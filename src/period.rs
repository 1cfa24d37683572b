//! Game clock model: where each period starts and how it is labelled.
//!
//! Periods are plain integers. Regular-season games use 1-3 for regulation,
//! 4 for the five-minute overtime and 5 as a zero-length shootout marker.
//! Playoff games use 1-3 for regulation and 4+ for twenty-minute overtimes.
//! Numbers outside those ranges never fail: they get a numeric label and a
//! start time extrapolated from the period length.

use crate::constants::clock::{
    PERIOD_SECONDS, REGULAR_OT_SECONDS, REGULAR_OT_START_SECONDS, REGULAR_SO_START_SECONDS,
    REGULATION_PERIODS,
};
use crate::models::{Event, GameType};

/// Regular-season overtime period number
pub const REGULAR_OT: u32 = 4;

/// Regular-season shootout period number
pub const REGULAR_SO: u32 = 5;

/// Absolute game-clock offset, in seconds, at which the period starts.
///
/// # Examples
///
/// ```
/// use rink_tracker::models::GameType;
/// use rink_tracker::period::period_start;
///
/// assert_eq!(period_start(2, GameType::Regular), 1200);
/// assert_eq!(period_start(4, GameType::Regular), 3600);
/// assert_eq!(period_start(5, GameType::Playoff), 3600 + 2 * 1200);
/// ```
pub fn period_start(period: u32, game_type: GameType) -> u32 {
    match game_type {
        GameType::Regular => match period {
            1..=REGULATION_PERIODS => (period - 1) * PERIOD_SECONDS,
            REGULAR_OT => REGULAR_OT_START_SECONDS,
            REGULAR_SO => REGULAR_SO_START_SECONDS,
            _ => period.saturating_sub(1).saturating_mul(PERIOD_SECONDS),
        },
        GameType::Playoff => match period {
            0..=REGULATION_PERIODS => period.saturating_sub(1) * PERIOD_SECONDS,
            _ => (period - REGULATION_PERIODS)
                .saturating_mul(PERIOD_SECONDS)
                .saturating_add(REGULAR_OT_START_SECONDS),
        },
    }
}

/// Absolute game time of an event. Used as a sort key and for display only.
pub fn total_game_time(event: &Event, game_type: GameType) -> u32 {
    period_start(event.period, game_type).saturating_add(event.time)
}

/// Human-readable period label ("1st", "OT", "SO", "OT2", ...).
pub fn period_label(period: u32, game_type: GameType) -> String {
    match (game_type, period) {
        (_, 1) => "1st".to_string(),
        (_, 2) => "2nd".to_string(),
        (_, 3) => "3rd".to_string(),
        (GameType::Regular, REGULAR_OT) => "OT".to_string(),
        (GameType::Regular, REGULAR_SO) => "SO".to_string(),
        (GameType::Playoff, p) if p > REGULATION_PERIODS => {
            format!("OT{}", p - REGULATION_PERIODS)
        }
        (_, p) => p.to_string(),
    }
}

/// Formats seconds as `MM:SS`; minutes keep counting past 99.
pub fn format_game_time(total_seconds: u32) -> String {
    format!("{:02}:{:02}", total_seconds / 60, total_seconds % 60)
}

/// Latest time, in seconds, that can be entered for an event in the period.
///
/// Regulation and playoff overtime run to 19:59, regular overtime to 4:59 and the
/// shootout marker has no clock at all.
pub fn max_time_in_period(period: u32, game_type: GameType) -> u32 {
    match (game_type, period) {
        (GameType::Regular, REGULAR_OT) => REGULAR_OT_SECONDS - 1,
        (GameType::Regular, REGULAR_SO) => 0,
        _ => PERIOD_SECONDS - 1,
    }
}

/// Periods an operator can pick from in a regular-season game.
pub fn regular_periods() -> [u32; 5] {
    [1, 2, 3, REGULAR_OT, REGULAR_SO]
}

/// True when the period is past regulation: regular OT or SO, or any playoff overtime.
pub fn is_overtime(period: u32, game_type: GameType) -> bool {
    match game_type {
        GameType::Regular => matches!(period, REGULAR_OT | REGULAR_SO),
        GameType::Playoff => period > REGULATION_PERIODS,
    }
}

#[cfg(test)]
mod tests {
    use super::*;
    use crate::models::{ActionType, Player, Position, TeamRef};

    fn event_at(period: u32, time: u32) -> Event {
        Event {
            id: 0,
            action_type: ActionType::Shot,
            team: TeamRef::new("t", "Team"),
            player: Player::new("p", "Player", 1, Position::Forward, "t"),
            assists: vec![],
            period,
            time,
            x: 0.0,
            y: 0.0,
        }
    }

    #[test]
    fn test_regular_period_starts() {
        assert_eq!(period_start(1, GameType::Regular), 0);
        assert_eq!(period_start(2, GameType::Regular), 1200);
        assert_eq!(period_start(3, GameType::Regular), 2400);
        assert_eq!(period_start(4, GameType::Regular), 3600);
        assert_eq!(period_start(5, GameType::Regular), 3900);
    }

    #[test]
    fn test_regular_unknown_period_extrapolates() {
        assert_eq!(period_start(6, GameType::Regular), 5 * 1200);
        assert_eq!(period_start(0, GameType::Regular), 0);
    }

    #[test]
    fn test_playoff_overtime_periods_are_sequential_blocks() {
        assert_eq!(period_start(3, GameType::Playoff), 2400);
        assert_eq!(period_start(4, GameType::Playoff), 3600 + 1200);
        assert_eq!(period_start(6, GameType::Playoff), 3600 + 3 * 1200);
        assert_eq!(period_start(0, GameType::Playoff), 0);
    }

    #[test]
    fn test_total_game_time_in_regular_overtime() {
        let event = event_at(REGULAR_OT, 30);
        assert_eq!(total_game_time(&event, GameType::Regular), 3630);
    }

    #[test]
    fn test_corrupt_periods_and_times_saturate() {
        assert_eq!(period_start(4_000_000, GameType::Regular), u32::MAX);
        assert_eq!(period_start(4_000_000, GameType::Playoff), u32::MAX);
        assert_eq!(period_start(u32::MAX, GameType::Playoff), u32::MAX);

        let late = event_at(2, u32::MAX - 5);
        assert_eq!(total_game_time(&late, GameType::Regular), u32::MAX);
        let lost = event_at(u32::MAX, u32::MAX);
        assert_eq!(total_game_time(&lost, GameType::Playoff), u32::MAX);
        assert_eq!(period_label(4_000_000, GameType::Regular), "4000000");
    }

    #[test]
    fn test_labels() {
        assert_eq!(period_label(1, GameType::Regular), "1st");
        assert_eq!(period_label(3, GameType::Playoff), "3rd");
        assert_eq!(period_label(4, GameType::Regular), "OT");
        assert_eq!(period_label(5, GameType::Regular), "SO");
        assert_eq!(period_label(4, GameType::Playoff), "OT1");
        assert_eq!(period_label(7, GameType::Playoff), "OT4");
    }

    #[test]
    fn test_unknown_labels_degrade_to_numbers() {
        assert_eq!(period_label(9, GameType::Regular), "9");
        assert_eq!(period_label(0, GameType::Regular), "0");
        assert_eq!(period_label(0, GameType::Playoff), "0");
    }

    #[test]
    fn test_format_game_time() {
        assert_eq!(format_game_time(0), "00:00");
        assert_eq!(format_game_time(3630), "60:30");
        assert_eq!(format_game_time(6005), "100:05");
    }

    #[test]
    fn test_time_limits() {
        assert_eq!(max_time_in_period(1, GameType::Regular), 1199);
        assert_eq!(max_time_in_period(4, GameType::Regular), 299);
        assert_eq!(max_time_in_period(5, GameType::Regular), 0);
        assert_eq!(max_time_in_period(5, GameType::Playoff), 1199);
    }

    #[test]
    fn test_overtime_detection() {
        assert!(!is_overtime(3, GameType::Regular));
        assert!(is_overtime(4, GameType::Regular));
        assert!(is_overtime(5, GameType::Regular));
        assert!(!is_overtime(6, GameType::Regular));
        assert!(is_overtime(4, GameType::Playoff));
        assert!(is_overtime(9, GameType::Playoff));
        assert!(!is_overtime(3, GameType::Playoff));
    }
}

+---+

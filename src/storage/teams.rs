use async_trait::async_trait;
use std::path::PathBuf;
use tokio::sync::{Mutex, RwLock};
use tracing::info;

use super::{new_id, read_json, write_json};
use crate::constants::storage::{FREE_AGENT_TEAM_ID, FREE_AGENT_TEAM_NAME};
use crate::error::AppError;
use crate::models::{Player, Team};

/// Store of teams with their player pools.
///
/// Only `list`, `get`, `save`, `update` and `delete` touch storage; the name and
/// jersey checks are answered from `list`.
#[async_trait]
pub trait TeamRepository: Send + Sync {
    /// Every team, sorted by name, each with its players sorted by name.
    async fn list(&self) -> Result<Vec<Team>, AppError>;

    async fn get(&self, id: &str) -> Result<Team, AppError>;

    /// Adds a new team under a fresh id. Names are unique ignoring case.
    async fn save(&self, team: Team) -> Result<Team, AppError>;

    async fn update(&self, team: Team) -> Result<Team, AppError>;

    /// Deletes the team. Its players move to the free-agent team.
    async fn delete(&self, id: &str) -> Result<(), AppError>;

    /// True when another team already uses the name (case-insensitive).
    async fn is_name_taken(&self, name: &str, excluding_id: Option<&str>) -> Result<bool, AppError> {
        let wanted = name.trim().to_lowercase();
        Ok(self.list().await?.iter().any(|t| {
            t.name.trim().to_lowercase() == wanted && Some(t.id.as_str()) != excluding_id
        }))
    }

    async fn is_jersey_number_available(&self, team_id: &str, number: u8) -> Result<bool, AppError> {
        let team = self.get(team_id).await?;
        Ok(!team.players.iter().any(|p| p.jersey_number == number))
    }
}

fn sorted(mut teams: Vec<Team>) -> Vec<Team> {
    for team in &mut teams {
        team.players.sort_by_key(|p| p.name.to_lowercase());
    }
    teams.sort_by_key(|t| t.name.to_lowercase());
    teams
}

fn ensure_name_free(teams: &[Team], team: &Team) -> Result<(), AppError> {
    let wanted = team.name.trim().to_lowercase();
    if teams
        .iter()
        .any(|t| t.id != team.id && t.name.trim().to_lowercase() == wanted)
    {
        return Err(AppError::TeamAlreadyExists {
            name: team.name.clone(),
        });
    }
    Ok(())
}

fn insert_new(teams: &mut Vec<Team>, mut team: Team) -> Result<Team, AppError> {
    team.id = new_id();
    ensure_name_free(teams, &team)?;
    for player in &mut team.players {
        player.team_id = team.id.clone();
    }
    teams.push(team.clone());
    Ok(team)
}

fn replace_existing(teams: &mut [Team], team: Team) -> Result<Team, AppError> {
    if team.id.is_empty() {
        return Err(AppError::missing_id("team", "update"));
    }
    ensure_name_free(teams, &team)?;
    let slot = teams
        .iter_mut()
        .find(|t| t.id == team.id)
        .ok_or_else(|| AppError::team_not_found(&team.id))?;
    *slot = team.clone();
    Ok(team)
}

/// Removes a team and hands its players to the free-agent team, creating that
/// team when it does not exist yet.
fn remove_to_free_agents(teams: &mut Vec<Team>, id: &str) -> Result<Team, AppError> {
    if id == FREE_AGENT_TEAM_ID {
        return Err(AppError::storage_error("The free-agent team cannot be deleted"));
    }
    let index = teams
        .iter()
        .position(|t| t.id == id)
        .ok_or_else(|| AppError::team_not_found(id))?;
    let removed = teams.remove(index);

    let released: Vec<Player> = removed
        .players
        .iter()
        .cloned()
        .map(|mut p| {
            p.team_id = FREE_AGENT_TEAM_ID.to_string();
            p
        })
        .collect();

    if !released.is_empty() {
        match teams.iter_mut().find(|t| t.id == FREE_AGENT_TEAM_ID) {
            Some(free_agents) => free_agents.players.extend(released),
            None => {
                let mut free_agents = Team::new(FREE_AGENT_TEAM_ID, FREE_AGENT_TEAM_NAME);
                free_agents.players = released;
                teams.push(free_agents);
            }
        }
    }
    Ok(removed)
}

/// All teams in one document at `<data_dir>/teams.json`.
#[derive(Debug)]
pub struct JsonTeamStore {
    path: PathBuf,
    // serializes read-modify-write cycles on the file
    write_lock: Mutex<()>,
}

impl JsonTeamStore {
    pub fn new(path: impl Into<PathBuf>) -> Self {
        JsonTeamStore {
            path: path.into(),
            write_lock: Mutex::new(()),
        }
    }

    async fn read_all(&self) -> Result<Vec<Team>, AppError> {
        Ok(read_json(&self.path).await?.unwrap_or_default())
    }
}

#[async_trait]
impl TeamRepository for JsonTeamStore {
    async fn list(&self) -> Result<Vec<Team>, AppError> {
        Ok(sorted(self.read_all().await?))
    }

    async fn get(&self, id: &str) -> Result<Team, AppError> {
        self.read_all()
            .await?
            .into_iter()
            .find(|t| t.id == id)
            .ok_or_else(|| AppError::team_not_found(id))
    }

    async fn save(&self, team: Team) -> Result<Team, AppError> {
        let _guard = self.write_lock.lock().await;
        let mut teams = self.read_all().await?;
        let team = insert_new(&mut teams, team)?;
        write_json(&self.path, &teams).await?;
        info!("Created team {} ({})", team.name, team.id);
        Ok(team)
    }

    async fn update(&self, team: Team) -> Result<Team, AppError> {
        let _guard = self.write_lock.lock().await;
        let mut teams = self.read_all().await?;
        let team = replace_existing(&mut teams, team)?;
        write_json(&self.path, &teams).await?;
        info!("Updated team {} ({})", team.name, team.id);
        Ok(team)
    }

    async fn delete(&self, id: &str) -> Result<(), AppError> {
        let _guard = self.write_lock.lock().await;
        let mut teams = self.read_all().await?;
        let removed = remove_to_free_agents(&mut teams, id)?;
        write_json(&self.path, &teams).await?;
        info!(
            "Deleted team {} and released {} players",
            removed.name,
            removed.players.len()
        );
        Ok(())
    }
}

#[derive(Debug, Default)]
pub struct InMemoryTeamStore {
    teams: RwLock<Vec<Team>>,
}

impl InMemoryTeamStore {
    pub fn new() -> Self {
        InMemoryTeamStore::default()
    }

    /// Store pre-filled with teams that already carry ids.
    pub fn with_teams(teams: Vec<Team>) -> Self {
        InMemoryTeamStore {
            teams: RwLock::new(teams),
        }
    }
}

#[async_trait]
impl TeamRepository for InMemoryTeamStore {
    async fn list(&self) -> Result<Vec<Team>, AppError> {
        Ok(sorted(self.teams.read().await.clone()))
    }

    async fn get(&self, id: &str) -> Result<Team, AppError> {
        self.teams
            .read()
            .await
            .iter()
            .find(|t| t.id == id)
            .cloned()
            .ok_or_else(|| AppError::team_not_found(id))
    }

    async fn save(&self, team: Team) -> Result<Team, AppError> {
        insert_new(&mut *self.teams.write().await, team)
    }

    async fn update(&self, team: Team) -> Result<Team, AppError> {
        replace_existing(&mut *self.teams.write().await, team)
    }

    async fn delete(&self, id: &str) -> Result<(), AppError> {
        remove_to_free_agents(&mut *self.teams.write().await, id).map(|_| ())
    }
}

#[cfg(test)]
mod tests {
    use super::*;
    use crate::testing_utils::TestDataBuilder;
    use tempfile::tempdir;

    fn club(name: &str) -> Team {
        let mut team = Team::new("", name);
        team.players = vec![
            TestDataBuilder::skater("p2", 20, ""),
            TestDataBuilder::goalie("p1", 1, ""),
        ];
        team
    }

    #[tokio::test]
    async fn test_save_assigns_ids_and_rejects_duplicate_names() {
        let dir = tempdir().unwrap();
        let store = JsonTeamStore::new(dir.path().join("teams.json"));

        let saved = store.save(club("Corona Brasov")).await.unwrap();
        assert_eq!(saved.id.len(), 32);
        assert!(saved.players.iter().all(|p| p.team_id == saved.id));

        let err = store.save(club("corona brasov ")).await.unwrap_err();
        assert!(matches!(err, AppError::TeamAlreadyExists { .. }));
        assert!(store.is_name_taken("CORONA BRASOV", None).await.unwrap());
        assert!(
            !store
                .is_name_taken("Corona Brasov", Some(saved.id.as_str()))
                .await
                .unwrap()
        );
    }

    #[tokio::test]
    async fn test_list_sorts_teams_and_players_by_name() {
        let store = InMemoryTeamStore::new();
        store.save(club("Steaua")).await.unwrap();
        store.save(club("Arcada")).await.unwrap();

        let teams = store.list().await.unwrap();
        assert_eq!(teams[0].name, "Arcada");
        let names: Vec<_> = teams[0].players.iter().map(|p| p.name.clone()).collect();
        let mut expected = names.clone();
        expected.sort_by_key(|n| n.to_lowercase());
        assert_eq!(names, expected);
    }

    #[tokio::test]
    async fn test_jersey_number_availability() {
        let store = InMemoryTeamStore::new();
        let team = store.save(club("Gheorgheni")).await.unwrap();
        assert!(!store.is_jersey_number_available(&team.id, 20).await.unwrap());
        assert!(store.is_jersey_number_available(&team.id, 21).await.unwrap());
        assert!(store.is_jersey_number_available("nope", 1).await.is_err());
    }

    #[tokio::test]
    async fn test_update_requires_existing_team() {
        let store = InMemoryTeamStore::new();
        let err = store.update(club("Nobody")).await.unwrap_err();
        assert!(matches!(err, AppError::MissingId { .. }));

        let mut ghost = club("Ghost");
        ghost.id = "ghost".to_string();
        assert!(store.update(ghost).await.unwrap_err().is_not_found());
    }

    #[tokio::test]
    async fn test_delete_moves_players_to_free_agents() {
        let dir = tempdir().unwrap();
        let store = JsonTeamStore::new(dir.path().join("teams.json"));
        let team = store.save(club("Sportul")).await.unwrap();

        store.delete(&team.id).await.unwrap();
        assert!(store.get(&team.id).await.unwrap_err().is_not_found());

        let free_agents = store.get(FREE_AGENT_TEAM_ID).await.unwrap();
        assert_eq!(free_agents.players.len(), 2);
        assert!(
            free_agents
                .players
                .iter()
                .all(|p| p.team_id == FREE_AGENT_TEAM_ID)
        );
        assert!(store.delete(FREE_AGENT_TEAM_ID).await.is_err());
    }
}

+---+

▶ [Your task] Every line above from the line with "let wanted = team.name.trim().to_lowercase();" to the line with "teams.push(team.clone());" is wanted, ends included; write them out exactly and add no other line.

▶ [Task result]
    let wanted = team.name.trim().to_lowercase();
    if teams
        .iter()
        .any(|t| t.id != team.id && t.name.trim().to_lowercase() == wanted)
    {
        return Err(AppError::TeamAlreadyExists {
            name: team.name.clone(),
        });
    }
    Ok(())
}

fn insert_new(teams: &mut Vec<Team>, mut team: Team) -> Result<Team, AppError> {
    team.id = new_id();
    ensure_name_free(teams, &team)?;
    for player in &mut team.players {
        player.team_id = team.id.clone();
    }
    teams.push(team.clone());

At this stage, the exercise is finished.